At the same time, the executives will be hoping their meeting does not involve the name-calling and accusations of fraud, self-interest and deception that marred the Mutual Life Assurance Co. of Canada demutualization vote held on June 10 in Waterloo, Ont. Still, that final vote was 97% in favour of going public.

So far, the path to public ownership has been a long one for Manulife. It effectively began in late 1997, when the company made its decision to demutualize. At that time, management began interviewing investment bankers to help launch the public company, eventually settling on ScotiaMcLeod Inc., Merrill Lynch Canada Inc. and Credit Suisse First Boston.

During the last 18 months, there have been periodic meetings with insurance regulators in Manulife’s four main territories – Canada, the U.S., Hong Kong and the Philippines. The meetings also involved securities regulators, since plans call for listing on the exchanges in those countries.

The insurer won’t go ahead with the plan unless it has final approval of all regulators in those regions. “If we mess that up, we’ve got a real issue,” Simons says.

If the July 29 meeting produces majority vote in favour of the plan, policyholders in the four regions will receive a letter asking whether they want to receive their payouts as cash, shares, or combination. While eligible policyholders in 124 countries get a vote, only those in Canada, Hong Kong, the U.S., and the Philippines will have the option of choosing shares. Those in the other 120 countries will receive cash only, freeing it from most regulatory requirements in those jurisdictions. It has as few as one policyholder each in countries such as Egypt and Turkey, with larger blocks in Britain, Australia and Singapore.

Total cash requirements, plus expenses, will become the target for the initial public offering to be arranged by the three main investment bankers and a syndicate.

“Once we’ve got [approval in] the four jurisdictions, we need to address people in a very focused way about things like social benefits. We want to be sure we highlight those individually,” he says.
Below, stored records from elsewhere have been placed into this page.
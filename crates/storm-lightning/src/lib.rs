//! Storm Lightning - ambient flicker state machine
//!
//! A pulse is a multi-second episode; inside a pulse the controller fires
//! short flashes separated by dark gaps. Every boundary is a timer sampled
//! from the shared random source when the previous boundary is crossed.

mod controller;
mod state;

use std::any::Any;
use storm_core::{FrameSink, RandomSource, Result};
use storm_runtime::{FrameSystem, FrameTime};

pub use controller::{LightingFrame, LightningController};
pub use state::{FlashPhase, LightningState};

impl FrameSystem for LightningController {
    fn update(
        &mut self,
        frame: FrameTime,
        rng: &mut dyn RandomSource,
        sink: &mut dyn FrameSink,
    ) -> Result<()> {
        LightningController::update(self, frame.time, rng, sink);
        Ok(())
    }

    fn name(&self) -> &str {
        "lightning"
    }

    fn as_any(&self) -> &dyn Any {
        self
    }
}
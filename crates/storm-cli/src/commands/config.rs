//! Print the effective configuration

use anyhow::{Context, Result};

pub fn run(config_path: Option<&str>) -> Result<()> {
    let config = super::load_config(config_path)?;
    let text = config
        .to_toml_string()
        .context("Failed to serialize config")?;
    print!("{text}");
    Ok(())
}
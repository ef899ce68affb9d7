//! Instance transform buffer: one model matrix per pool slot

use bytemuck::{Pod, Zeroable};
use storm_core::{Transform, TransformSink};

/// GPU instance data — a column-major model matrix.
/// 64 bytes (4 columns of vec4).
#[repr(C)]
#[derive(Copy, Clone, Debug, PartialEq, Pod, Zeroable)]
pub struct InstanceTransform {
    pub model: [[f32; 4]; 4],
}

impl InstanceTransform {
    pub const IDENTITY: Self = Self {
        model: [
            [1.0, 0.0, 0.0, 0.0],
            [0.0, 1.0, 0.0, 0.0],
            [0.0, 0.0, 1.0, 0.0],
            [0.0, 0.0, 0.0, 1.0],
        ],
    };

    pub fn from_transform(transform: &Transform) -> Self {
        Self {
            model: transform.to_matrix(),
        }
    }

    pub fn translation(&self) -> [f32; 3] {
        let [x, y, z, _] = self.model[3];
        [x, y, z]
    }
}

/// CPU mirror of an instanced mesh's matrix buffer.
///
/// Every write marks the buffer dirty; the renderer uploads `as_bytes()` and
/// calls `mark_uploaded()`.
pub struct InstanceBuffer {
    instances: Vec<InstanceTransform>,
    needs_upload: bool,
}

impl InstanceBuffer {
    pub fn new(slots: usize) -> Self {
        Self {
            instances: vec![InstanceTransform::IDENTITY; slots],
            needs_upload: true,
        }
    }

    pub fn len(&self) -> usize {
        self.instances.len()
    }

    pub fn is_empty(&self) -> bool {
        self.instances.is_empty()
    }

    pub fn get(&self, slot: usize) -> Option<&InstanceTransform> {
        self.instances.get(slot)
    }

    pub fn instances(&self) -> &[InstanceTransform] {
        &self.instances
    }

    /// Raw bytes for GPU upload
    pub fn as_bytes(&self) -> &[u8] {
        bytemuck::cast_slice(&self.instances)
    }

    pub fn needs_upload(&self) -> bool {
        self.needs_upload
    }

    pub fn mark_uploaded(&mut self) {
        self.needs_upload = false;
    }
}

impl TransformSink for InstanceBuffer {
    fn slot_count(&self) -> usize {
        self.instances.len()
    }

    fn set_transform(&mut self, slot: usize, transform: &Transform) {
        if let Some(instance) = self.instances.get_mut(slot) {
            *instance = InstanceTransform::from_transform(transform);
            self.needs_upload = true;
        }
    }
}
Manulife and its investment bankers will also organize road shows to promote the IPO, especially for institutional investors such as pension fund managers and mutual fund managers and other insurers, which are expected to be the largest group of early investors. “The company has previously submitted prospectus filings in Canada and the U.S. ,” says Edwina Stoate, Manulife’s vice president, investor relations. “That’s the document we will be using for marketing.”

Stoate says Manulife will ask regulators in the other two regions for approval if the vote passes. If the plan unfolds on schedule, the next step will be the pricing of the shares, and listing on stock exchanges in Toronto, Montreal and New York. The company also hopes to get regulatory approval to list on exchanges in Hong Kong and the Philippines.

In effect, the start of trading ends Part One of Manulife’s demutualization.

Part Two could end with a hostile takeover. Federal regulations prohibit hostile takeovers of demutualized companies for two years, which is much too short, says Domenic D’Alessandro, Manulife’s president and chief executive officer, who prefers a five-year ban.

But it all hinges on the vote.

If policyholders vote yes, as they are expected, it will be the beginning of a new chapter for the insurance industry in Canada.